The ongoing vitality of Myers was furthermore confirmed by Seila Law in the latter’s circumspect notation that there are only two exceptions to Myers and its progeny. Id. at 2192, citing Humphrey’s Executor v. United States, 295 U.S. 602 (1935) (Congress may create expert agencies led by a panel of principal officers removable only for good cause), and Morrison v. Olson, 487 U.S. 654 (1988) (Congress may provide tenure protections to certain inferior officers with narrowly defined duties). Respectfully, it is beyond peradventure that the two exceptions to Myers, as articulated in Seila Law, have no bearing upon the matter at hand. Therefore, nearly a century after it was decided, Myers’ guidance remains sound, and has unquestioned relevance to the case at bar.
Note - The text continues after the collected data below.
//! Structured context passed alongside a log message
//!
//! A context is an ordered mapping from string keys to [`ContextValue`]s.
//! The value kinds mirror what the logging contract actually distinguishes:
//! plain text, objects that can render themselves as text, arbitrary
//! structured data, and captured errors. Whether a value may be interpolated
//! into the message is a capability of the value ([`ContextValue::as_text`]),
//! checked at interpolation time.

use serde_json::Value;
use std::collections::BTreeMap;
use std::error::Error;
use std::fmt;

/// Context mapping carried by a single log call.
pub type LogContext = BTreeMap<String, ContextValue>;

/// An error value captured into a log context.
///
/// The concrete type name is recorded at capture time; Rust has no runtime
/// class lookup, so this is the only place it is still known. The source
/// chain is walked eagerly into rendered messages.
#[derive(Debug, Clone, PartialEq, Eq)]
pub struct CapturedError {
    type_name: &'static str,
    message: String,
    chain: Vec<String>,
}

impl CapturedError {
    /// Capture an error value, recording its type name, display message and
    /// rendered source chain.
    pub fn from_error<E: Error>(error: &E) -> Self {
        let mut chain = Vec::new();
        let mut source = error.source();
        while let Some(cause) = source {
            chain.push(cause.to_string());
            source = cause.source();
        }
        CapturedError {
            type_name: std::any::type_name::<E>(),
            message: error.to_string(),
            chain,
        }
    }

    pub fn type_name(&self) -> &'static str {
        self.type_name
    }

    pub fn message(&self) -> &str {
        &self.message
    }

    /// Rendered messages of the error's `source()` chain, outermost first.
    pub fn chain(&self) -> &[String] {
        &self.chain
    }
}

impl fmt::Display for CapturedError {
    fn fmt(&self, f: &mut fmt::Formatter<'_>) -> fmt::Result {
        write!(f, "{}: {}", self.type_name, self.message)
    }
}

/// A single context entry value.
pub enum ContextValue {
    /// Plain text; eligible for placeholder interpolation.
    Text(String),
    /// A value that renders itself as text on demand; eligible for
    /// placeholder interpolation.
    Display(Box<dyn fmt::Display + Send + Sync>),
    /// Arbitrary structured data; never interpolated.
    Data(Value),
    /// A captured error value; drives the exception capture path when stored
    /// under the `exception` key.
    Error(CapturedError),
}

impl ContextValue {
    /// Capture an error value into a context entry.
    pub fn error<E: Error>(error: &E) -> Self {
        ContextValue::Error(CapturedError::from_error(error))
    }

    /// Wrap a lazily rendered value.
    pub fn display(value: impl fmt::Display + Send + Sync + 'static) -> Self {
        ContextValue::Display(Box::new(value))
    }

    /// The string-convertibility check used by placeholder interpolation.
    ///
    /// Returns the rendered text for `Text` and `Display` values; structured
    /// data and errors never qualify.
    pub fn as_text(&self) -> Option<String> {
        match self {
            ContextValue::Text(s) => Some(s.clone()),
            ContextValue::Display(d) => Some(d.to_string()),
            ContextValue::Data(_) | ContextValue::Error(_) => None,
        }
    }

    /// Convert the value into plain JSON for the outgoing event.
    pub fn to_value(&self) -> Value {
        match self {
            ContextValue::Text(s) => Value::String(s.clone()),
            ContextValue::Display(d) => Value::String(d.to_string()),
            ContextValue::Data(v) => v.clone(),
            ContextValue::Error(e) => Value::String(e.to_string()),
        }
    }
}

impl fmt::Debug for ContextValue {
    fn fmt(&self, f: &mut fmt::Formatter<'_>) -> fmt::Result {
        match self {
            ContextValue::Text(s) => f.debug_tuple("Text").field(s).finish(),
            ContextValue::Display(d) => f.debug_tuple("Display").field(&d.to_string()).finish(),
            ContextValue::Data(v) => f.debug_tuple("Data").field(v).finish(),
            ContextValue::Error(e) => f.debug_tuple("Error").field(e).finish(),
        }
    }
}

impl From<&str> for ContextValue {
    fn from(value: &str) -> Self {
        ContextValue::Text(value.to_string())
    }
}

impl From<String> for ContextValue {
    fn from(value: String) -> Self {
        ContextValue::Text(value)
    }
}

impl From<Value> for ContextValue {
    fn from(value: Value) -> Self {
        ContextValue::Data(value)
    }
}

#[cfg(test)]
mod tests {
    use super::*;
    use serde_json::json;

    #[derive(Debug)]
    struct Outer;

    impl fmt::Display for Outer {
        fn fmt(&self, f: &mut fmt::Formatter<'_>) -> fmt::Result {
            f.write_str("outer failed")
        }
    }

    impl Error for Outer {
        fn source(&self) -> Option<&(dyn Error + 'static)> {
            Some(&Inner)
        }
    }

    #[derive(Debug)]
    struct Inner;

    impl fmt::Display for Inner {
        fn fmt(&self, f: &mut fmt::Formatter<'_>) -> fmt::Result {
            f.write_str("inner cause")
        }
    }

    impl Error for Inner {}

    #[test]
    fn text_and_display_are_string_convertible() {
        assert_eq!(
            ContextValue::from("plain").as_text().as_deref(),
            Some("plain")
        );
        assert_eq!(
            ContextValue::display(42u32).as_text().as_deref(),
            Some("42")
        );
    }

    #[test]
    fn data_and_errors_are_not_string_convertible() {
        assert!(ContextValue::Data(json!(["a", "b"])).as_text().is_none());
        assert!(ContextValue::error(&Inner).as_text().is_none());
    }

    #[test]
    fn captured_error_records_type_and_chain() {
        let captured = CapturedError::from_error(&Outer);
        assert_eq!(captured.type_name(), std::any::type_name::<Outer>());
        assert_eq!(captured.message(), "outer failed");
        assert_eq!(captured.chain(), ["inner cause".to_string()]);
    }
}
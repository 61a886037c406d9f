//! Capture capability and the file-backed client
//!
//! [`EventCapture`] is the narrow interface the logging adapter talks to: one
//! entry point for plain message events, one for exception events. The
//! production implementation, [`FileCaptureClient`], composes the wire-level
//! event, encodes it into the credential envelope and hands the result to an
//! injected [`PayloadSink`] instead of dialing the backend.

use crate::context::CapturedError;
use crate::dsn::Dsn;
use crate::errors::{SpoolError, SpoolResult};
use crate::normalize::{normalize_entry, normalize_map};
use crate::severity::Severity;
use crate::transport::PayloadSink;
use base64::engine::general_purpose::STANDARD as BASE64;
use base64::Engine as _;
use chrono::Utc;
use serde_json::{json, Map, Value};
use uuid::Uuid;

/// Identifier assigned to every captured event.
pub type EventId = Uuid;

/// Reserved wire key for user context attached to an event.
pub const USER_CONTEXT_KEY: &str = "sentry.interfaces.User";

/// Normalized event skeleton carried into a capture call: severity plus the
/// optional reserved user slot and free-form extra data.
#[derive(Debug, Clone)]
pub struct EventData {
    level: Severity,
    user: Option<Value>,
    extra: Option<Map<String, Value>>,
}

impl EventData {
    pub fn new(level: Severity) -> Self {
        EventData {
            level,
            user: None,
            extra: None,
        }
    }

    /// Attach the reserved user context, normalized in place.
    pub fn with_user(mut self, user: Value) -> Self {
        self.user = Some(normalize_entry(&user, 0));
        self
    }

    /// Attach free-form extra data, normalized in place. The extra map sits
    /// one mapping level below the event data itself.
    pub fn with_extra(mut self, extra: Map<String, Value>) -> Self {
        self.extra = Some(normalize_map(&extra, 1));
        self
    }

    pub fn level(&self) -> Severity {
        self.level
    }

    pub fn user(&self) -> Option<&Value> {
        self.user.as_ref()
    }

    pub fn extra(&self) -> Option<&Map<String, Value>> {
        self.extra.as_ref()
    }

    /// Lay the skeleton out as the wire-level event map.
    fn into_event_map(self) -> Map<String, Value> {
        let mut event = Map::new();
        event.insert("level".to_string(), json!(self.level));
        if let Some(user) = self.user {
            event.insert(USER_CONTEXT_KEY.to_string(), user);
        }
        if let Some(extra) = self.extra {
            event.insert("extra".to_string(), Value::Object(extra));
        }
        event
    }
}

/// The backend's capture capability.
///
/// Both operations are synchronous and fail loud: an error from the sink or
/// the encoder aborts the capture and propagates to the logging caller.
pub trait EventCapture: Send + Sync {
    /// Submit a plain message event.
    fn capture_message(
        &self,
        message: &str,
        options: &Map<String, Value>,
        data: EventData,
    ) -> SpoolResult<EventId>;

    /// Submit an exception event. `message_hint` overrides the error's own
    /// message in the event headline.
    fn capture_exception(
        &self,
        error: &CapturedError,
        data: EventData,
        logger: Option<&str>,
        vars: Option<&Value>,
        message_hint: Option<&str>,
    ) -> SpoolResult<EventId>;
}

/// Capture client that spools events through a [`PayloadSink`].
pub struct FileCaptureClient {
    dsn: Dsn,
    sink: Box<dyn PayloadSink>,
}

impl FileCaptureClient {
    pub fn new(dsn: Dsn, sink: Box<dyn PayloadSink>) -> Self {
        FileCaptureClient { dsn, sink }
    }

    /// Encode an event into the credential envelope and persist it.
    ///
    /// The envelope is `{"secret", "key", "message"}` where `message` is the
    /// base64 encoding of the JSON-encoded event.
    fn send(&self, event: &Map<String, Value>) -> SpoolResult<()> {
        let encoded = serde_json::to_string(event)
            .map_err(|e| SpoolError::serialization("encoding event data", e))?;

        let envelope = json!({
            "secret": self.dsn.secret_key,
            "key": self.dsn.public_key,
            "message": BASE64.encode(encoded),
        });
        let payload = serde_json::to_string(&envelope)
            .map_err(|e| SpoolError::serialization("encoding event envelope", e))?;

        self.sink.persist(&payload)
    }

    fn stamp(event: &mut Map<String, Value>, event_id: EventId) {
        event.insert("event_id".to_string(), json!(event_id.simple().to_string()));
        event.insert(
            "timestamp".to_string(),
            json!(Utc::now().format("%Y-%m-%dT%H:%M:%SZ").to_string()),
        );
    }

    /// Exception interface: the captured error first, then its source chain.
    fn exception_values(error: &CapturedError) -> Value {
        let mut values = vec![json!({
            "type": error.type_name(),
            "value": error.message(),
        })];
        for cause in error.chain() {
            values.push(json!({"type": "cause", "value": cause}));
        }
        json!({ "values": values })
    }
}

impl EventCapture for FileCaptureClient {
    fn capture_message(
        &self,
        message: &str,
        options: &Map<String, Value>,
        data: EventData,
    ) -> SpoolResult<EventId> {
        let event_id = Uuid::new_v4();
        let mut event = data.into_event_map();
        Self::stamp(&mut event, event_id);
        event.insert("message".to_string(), json!(message));
        for (key, value) in options {
            event.entry(key.clone()).or_insert_with(|| value.clone());
        }

        self.send(&event)?;
        Ok(event_id)
    }

    fn capture_exception(
        &self,
        error: &CapturedError,
        data: EventData,
        logger: Option<&str>,
        vars: Option<&Value>,
        message_hint: Option<&str>,
    ) -> SpoolResult<EventId> {
        let event_id = Uuid::new_v4();
        let mut event = data.into_event_map();
        Self::stamp(&mut event, event_id);

        let headline = match message_hint {
            Some(hint) => format!("{}: {}", error.type_name(), hint),
            None => format!("{}: {}", error.type_name(), error.message()),
        };
        event.insert("message".to_string(), json!(headline));
        event.insert("exception".to_string(), Self::exception_values(error));
        if let Some(logger) = logger {
            event.insert("logger".to_string(), json!(logger));
        }
        if let Some(vars) = vars {
            event.insert("vars".to_string(), normalize_entry(vars, 0));
        }

        self.send(&event)?;
        Ok(event_id)
    }
}

/// No-op capture for tests and disabled logging.
pub struct NoopCapture;

impl EventCapture for NoopCapture {
    fn capture_message(
        &self,
        _message: &str,
        _options: &Map<String, Value>,
        _data: EventData,
    ) -> SpoolResult<EventId> {
        Ok(Uuid::new_v4())
    }

    fn capture_exception(
        &self,
        _error: &CapturedError,
        _data: EventData,
        _logger: Option<&str>,
        _vars: Option<&Value>,
        _message_hint: Option<&str>,
    ) -> SpoolResult<EventId> {
        Ok(Uuid::new_v4())
    }
}
//! Shared utilities

pub mod error;

pub use error::{AppError, AppResult, ErrorResponse};
//! Recording state management
//!
//! Defines the recording state machine and the finalized artifact.

use std::sync::Arc;

use chrono::{DateTime, Utc};
use serde::{Deserialize, Serialize};

/// Current state of the recording lifecycle. Transitions are one-way.
#[derive(Debug, Clone, Copy, PartialEq, Eq, Serialize, Deserialize)]
#[serde(rename_all = "lowercase")]
pub enum RecordingState {
    /// Device not started
    Idle,
    /// Currently recording
    Recording,
    /// Recording finalized; cannot be restarted
    Stopped,
}

impl Default for RecordingState {
    fn default() -> Self {
        Self::Idle
    }
}

/// Wall-clock span covered by a recording
#[derive(Debug, Clone, PartialEq, Serialize, Deserialize)]
#[serde(rename_all = "camelCase")]
pub struct RecordingWindow {
    /// When recording started
    pub started_at: DateTime<Utc>,

    /// When recording stopped (equal to `started_at` until ended)
    pub ended_at: DateTime<Utc>,

    /// Duration in milliseconds, measured on a monotonic clock
    pub duration_ms: f64,
}

impl RecordingWindow {
    /// Create a window starting now
    pub fn new() -> Self {
        let now = Utc::now();
        Self {
            started_at: now,
            ended_at: now,
            duration_ms: 0.0,
        }
    }

    /// End the window
    pub fn end(&mut self, duration_ms: f64) {
        self.ended_at = Utc::now();
        self.duration_ms = duration_ms;
    }
}

impl Default for RecordingWindow {
    fn default() -> Self {
        Self::new()
    }
}

/// The finalized recording: all chunks concatenated in arrival order
#[derive(Debug, Clone, PartialEq)]
pub struct RecordingArtifact {
    data: Arc<Vec<u8>>,

    /// Number of chunks that made up the recording
    pub chunk_count: usize,

    /// Container format reported by the device (e.g. `webm`)
    pub container: String,

    pub window: RecordingWindow,
}

impl RecordingArtifact {
    pub(crate) fn new(
        chunks: Vec<Vec<u8>>,
        container: String,
        window: RecordingWindow,
    ) -> Self {
        let chunk_count = chunks.len();
        Self {
            data: Arc::new(chunks.concat()),
            chunk_count,
            container,
            window,
        }
    }

    pub fn bytes(&self) -> &[u8] {
        &self.data
    }

    pub fn len(&self) -> usize {
        self.data.len()
    }

    pub fn is_empty(&self) -> bool {
        self.data.is_empty()
    }

    pub fn duration_seconds(&self) -> f64 {
        self.window.duration_ms / 1000.0
    }
}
For reason that Myers figured so prominently in the reasoning of Seila Law, this would be an appropriate juncture to relate that more recent holding to the instant controversy. As already stated, Seila Law was decided in the “novel context of an independent agency led by a single [d]irector,” Seila Law, supra, 140 S. Ct. at 2192, a factual scenario quite different from the matter at hand (and most others, certainly).
Nonetheless, the newer precedent reaffirmed several touchstones pertinent to the case at bar, among them, that the Chief Executive could not be held fully accountable to the People without the authority to remove subordinates. Id. at 2191 and 2197 (citations and quotations omitted). See also id. at 2203 (describing the dependence of every level of executive officialdom to the President, and the President’s dependence upon the People). Seila Law went on to proclaim that abrogating the power of removal would contravene the clear intent of the Appointments Clause, as well as compromise the President’s corresponding obligation to take care that the laws are faithfully executed. Id. at 2191 and 2197 (citations and quotations omitted). See also Free Enterprise, supra, 561 U.S. at 513-14.
As afore discussed, Seila Law acknowledged the two exemptions subsequently carved out from Myers. Yet it bears mentioning that Seila Law made sure to point out that at least one of those exceptional rulings “reaffirmed the core holding of Myers,” to wit, that the Chief Executive enjoys a generalized power of removal. Seila Law, supra, 140 S. Ct. at 2199.
Seila Law is also remarkable for its pungent observation that, while there is, admittedly, no explicit removal clause within the Constitution, “neither is there a ‘separation of powers clause’ or a ‘federalism clause.’” Id. at 2205. These “foundational doctrines are instead evident” from the text of the Founding Document; the Chief Executive’s removal authority is yet another example, in this instance manifest from Article II’s vesting of executive power in the President. Id.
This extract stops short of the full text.